(EXERCISE): Entries follow. Return each line that contains the word "BindingResult".

◆ ◆ ◆ ◆

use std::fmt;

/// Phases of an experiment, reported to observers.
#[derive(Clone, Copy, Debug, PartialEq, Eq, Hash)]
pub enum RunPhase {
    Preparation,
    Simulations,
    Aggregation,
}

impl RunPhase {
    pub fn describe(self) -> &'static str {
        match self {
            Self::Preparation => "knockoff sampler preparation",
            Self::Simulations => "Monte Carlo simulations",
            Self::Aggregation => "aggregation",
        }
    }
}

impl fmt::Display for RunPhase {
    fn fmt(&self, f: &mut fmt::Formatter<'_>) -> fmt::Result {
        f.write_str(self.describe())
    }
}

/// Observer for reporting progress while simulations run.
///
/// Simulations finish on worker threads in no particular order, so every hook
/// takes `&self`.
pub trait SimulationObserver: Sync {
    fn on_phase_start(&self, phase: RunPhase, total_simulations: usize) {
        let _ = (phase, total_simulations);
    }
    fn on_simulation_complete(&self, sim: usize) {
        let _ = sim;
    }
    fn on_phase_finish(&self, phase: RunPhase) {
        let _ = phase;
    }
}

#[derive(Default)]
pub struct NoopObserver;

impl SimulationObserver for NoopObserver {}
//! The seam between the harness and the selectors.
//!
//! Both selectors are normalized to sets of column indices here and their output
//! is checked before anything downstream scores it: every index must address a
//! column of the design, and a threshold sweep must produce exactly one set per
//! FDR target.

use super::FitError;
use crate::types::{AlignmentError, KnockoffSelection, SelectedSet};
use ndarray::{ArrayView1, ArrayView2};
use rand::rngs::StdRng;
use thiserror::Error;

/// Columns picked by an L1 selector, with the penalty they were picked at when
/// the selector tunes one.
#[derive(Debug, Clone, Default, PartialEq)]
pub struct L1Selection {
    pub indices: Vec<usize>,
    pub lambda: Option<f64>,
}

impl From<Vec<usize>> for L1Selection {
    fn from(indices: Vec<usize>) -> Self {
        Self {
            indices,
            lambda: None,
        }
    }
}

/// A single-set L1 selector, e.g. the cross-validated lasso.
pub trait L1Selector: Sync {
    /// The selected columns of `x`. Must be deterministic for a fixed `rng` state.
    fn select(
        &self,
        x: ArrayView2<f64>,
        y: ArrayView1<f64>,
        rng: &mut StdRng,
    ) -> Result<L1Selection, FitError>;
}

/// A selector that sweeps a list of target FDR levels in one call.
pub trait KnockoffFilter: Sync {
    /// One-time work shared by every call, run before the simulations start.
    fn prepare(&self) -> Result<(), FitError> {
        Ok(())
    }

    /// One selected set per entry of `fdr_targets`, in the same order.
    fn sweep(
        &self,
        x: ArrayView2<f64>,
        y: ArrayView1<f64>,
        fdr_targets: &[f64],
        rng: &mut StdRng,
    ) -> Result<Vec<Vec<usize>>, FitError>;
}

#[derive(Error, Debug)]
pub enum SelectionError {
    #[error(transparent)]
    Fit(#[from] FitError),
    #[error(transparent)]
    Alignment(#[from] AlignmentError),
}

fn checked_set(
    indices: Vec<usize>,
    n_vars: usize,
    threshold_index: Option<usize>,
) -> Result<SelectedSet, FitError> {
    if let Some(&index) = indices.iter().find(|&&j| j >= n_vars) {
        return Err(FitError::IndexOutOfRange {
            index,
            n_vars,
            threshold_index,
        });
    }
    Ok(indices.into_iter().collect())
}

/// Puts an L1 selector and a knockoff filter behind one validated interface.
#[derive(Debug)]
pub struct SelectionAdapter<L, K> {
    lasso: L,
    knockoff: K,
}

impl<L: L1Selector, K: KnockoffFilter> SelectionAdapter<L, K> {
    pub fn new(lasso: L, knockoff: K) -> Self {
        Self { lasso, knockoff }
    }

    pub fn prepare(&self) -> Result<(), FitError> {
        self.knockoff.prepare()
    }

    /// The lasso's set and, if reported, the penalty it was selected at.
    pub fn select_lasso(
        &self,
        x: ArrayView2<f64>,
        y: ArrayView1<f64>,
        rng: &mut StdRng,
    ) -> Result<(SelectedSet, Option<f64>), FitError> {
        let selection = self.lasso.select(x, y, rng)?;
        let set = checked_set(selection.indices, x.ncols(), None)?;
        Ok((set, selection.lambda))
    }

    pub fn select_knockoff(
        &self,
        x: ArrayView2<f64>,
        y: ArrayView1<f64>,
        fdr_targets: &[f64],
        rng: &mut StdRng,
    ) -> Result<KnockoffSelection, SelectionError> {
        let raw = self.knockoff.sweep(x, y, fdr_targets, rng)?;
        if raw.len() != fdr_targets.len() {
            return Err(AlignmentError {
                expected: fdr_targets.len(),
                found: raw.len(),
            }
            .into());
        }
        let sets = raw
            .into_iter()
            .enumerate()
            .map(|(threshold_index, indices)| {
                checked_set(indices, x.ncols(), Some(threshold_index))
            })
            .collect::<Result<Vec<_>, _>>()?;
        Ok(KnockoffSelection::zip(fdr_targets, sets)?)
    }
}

◆ ◆ ◆ ◆

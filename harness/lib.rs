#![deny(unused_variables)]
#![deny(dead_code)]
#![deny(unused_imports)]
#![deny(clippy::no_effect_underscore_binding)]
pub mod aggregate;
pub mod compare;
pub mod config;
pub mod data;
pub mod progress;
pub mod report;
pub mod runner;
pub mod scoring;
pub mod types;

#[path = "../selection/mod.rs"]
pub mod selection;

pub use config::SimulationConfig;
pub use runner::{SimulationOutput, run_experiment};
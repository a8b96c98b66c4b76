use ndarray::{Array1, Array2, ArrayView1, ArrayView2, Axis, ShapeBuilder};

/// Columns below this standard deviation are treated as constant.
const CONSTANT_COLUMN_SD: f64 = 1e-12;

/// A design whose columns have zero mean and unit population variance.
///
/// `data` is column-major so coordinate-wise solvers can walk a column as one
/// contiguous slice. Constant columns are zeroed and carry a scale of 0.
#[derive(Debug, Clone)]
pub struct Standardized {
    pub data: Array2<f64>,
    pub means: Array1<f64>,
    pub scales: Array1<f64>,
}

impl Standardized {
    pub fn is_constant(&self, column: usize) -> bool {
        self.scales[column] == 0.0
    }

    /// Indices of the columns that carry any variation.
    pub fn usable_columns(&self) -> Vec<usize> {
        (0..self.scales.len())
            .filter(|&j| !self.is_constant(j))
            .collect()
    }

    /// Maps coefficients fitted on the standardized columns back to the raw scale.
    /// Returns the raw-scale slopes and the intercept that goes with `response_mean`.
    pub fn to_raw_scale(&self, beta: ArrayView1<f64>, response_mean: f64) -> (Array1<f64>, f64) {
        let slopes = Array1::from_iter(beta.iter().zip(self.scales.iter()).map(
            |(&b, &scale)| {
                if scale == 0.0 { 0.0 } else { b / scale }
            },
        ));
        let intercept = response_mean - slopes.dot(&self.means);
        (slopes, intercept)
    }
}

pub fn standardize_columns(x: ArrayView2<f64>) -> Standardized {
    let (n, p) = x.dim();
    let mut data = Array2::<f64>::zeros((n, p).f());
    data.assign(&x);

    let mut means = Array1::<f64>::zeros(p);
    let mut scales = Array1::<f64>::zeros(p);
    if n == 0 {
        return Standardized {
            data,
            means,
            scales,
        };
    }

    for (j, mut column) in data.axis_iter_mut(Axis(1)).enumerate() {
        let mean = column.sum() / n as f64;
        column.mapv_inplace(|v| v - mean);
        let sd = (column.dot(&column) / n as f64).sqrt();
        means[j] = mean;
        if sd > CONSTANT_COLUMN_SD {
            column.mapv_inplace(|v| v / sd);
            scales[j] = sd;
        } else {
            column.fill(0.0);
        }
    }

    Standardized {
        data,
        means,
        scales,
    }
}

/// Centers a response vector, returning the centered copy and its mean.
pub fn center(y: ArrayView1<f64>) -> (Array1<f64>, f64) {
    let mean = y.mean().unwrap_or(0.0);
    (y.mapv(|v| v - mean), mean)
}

◆ ◆ ◆ ◆

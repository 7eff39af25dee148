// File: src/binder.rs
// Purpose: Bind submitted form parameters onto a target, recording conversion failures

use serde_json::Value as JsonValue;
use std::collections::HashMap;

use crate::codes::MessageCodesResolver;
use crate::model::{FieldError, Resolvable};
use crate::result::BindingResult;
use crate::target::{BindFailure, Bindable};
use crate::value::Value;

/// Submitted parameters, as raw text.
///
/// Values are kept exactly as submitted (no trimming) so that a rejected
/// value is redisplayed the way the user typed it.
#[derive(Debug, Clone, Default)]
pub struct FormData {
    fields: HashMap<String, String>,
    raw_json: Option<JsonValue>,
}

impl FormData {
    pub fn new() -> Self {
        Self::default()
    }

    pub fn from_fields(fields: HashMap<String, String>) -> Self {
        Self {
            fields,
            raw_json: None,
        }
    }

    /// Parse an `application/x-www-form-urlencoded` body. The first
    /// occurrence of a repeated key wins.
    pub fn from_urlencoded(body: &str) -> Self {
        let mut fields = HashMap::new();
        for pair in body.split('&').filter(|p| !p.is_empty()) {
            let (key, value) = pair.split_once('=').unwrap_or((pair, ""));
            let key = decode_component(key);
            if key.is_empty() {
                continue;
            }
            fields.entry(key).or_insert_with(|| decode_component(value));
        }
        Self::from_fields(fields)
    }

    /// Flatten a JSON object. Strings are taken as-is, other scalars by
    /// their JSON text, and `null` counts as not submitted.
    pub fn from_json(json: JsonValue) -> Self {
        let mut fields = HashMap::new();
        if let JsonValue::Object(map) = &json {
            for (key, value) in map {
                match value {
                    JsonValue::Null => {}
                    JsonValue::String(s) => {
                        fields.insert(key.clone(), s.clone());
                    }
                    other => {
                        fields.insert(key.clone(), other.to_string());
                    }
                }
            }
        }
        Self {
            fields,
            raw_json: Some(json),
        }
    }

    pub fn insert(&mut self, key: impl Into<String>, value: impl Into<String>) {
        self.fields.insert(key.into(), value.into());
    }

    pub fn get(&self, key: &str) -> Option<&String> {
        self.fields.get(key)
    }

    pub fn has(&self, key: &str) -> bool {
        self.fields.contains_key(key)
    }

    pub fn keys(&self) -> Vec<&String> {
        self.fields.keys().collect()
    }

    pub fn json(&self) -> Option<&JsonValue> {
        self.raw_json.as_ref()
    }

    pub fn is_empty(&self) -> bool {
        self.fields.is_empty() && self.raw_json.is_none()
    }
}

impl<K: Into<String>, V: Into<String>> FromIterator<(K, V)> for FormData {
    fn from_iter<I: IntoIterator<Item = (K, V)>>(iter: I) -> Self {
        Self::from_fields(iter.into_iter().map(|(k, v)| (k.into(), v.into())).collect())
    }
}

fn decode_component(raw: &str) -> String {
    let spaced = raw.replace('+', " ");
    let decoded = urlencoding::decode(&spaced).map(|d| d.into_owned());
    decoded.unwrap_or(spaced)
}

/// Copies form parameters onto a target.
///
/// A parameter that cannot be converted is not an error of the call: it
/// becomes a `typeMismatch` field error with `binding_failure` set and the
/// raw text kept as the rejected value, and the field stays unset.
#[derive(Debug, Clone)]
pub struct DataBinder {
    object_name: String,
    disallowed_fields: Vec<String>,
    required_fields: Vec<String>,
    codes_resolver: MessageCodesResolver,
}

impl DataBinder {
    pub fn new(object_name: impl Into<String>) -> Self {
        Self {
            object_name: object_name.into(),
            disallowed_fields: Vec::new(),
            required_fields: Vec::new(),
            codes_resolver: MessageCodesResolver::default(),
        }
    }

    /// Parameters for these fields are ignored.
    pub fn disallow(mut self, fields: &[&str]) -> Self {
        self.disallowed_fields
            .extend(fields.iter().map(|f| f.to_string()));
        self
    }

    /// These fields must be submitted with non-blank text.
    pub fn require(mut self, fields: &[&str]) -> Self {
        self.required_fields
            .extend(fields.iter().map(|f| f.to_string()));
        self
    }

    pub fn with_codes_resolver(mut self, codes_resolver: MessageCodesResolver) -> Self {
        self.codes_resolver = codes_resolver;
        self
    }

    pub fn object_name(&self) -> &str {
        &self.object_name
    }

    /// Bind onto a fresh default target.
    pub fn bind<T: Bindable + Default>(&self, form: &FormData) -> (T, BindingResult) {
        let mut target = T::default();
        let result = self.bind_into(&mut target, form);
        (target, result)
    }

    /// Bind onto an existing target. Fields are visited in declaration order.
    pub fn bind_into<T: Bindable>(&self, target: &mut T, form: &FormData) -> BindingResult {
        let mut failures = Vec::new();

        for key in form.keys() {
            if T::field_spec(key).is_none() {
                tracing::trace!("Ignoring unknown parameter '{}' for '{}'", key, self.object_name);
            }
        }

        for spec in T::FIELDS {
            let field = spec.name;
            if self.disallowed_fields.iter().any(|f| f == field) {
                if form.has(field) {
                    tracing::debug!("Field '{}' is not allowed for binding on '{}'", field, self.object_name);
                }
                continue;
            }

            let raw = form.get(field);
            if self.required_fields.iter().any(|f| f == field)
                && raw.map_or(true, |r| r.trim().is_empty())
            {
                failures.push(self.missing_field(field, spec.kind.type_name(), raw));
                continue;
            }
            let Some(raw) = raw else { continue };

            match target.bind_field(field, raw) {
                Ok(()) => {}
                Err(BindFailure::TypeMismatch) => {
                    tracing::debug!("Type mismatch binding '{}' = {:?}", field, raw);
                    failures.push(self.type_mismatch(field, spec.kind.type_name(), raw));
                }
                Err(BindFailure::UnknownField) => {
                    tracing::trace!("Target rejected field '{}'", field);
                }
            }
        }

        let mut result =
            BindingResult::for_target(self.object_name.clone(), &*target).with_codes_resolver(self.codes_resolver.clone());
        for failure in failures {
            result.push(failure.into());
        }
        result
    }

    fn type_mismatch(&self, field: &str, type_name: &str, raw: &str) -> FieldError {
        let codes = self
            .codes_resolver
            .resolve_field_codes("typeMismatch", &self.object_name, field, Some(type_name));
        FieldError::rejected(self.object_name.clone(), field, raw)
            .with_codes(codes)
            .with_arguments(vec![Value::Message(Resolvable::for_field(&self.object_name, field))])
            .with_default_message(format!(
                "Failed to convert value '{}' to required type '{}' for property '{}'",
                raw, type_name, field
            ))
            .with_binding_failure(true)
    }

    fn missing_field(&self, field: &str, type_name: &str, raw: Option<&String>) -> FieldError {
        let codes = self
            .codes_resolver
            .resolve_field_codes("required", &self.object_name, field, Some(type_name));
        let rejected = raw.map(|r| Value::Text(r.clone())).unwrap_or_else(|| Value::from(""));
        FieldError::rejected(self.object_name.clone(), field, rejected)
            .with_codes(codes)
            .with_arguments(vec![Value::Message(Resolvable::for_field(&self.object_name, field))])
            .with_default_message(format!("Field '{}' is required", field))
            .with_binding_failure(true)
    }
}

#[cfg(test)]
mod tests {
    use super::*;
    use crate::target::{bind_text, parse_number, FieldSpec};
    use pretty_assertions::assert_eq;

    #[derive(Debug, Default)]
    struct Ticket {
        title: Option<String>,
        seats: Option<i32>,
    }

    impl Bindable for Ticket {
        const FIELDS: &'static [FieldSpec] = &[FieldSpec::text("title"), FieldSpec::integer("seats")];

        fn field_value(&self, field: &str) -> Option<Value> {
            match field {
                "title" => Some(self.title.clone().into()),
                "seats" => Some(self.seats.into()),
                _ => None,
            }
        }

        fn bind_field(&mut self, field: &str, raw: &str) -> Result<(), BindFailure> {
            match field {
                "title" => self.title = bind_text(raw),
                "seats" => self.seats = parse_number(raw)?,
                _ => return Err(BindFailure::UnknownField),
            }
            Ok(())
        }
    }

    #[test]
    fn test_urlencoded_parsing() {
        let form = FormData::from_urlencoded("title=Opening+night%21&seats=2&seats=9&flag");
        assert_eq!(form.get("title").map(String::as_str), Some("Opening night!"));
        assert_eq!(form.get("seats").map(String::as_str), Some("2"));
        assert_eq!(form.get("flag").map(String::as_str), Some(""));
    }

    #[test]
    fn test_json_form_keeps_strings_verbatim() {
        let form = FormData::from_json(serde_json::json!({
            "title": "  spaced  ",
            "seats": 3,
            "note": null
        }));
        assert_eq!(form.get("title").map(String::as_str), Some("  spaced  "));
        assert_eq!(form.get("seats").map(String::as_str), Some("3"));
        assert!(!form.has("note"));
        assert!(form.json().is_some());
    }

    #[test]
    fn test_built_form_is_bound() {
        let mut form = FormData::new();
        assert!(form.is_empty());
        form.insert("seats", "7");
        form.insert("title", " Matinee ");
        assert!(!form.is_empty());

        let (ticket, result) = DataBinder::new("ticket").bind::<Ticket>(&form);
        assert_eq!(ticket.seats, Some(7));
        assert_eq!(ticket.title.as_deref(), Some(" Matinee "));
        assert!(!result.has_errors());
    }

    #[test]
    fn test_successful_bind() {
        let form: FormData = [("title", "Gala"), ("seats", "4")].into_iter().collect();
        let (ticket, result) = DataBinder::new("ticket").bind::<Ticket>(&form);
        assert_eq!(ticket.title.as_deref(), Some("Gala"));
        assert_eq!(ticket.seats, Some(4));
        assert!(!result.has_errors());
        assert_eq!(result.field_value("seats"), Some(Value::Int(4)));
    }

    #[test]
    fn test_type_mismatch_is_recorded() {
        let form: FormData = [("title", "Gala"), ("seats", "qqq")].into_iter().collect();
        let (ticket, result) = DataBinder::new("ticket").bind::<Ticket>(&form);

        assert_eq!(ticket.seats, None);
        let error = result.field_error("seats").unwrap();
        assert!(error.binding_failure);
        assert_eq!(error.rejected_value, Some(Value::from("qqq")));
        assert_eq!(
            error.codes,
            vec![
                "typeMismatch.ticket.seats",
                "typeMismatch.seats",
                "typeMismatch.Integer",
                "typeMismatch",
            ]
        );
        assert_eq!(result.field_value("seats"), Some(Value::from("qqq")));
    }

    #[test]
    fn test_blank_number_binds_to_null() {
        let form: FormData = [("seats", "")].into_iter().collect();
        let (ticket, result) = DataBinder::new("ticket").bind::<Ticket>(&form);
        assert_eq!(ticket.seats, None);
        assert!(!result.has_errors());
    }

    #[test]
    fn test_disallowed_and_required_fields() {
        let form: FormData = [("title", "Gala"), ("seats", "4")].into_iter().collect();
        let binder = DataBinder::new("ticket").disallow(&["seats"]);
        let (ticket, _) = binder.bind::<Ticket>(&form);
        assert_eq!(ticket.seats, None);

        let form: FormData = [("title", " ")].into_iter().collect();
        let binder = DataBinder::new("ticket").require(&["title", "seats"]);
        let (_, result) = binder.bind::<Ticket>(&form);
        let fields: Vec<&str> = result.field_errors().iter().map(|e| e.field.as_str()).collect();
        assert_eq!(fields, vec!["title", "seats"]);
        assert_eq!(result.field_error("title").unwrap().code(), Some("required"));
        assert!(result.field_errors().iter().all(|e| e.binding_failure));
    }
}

◆ ◆ ◆ ◆

(WRITTEN REPLY):
use crate::result::BindingResult;
    pub fn bind<T: Bindable + Default>(&self, form: &FormData) -> (T, BindingResult) {
    pub fn bind_into<T: Bindable>(&self, target: &mut T, form: &FormData) -> BindingResult {
            BindingResult::for_target(self.object_name.clone(), &*target).with_codes_resolver(self.codes_resolver.clone());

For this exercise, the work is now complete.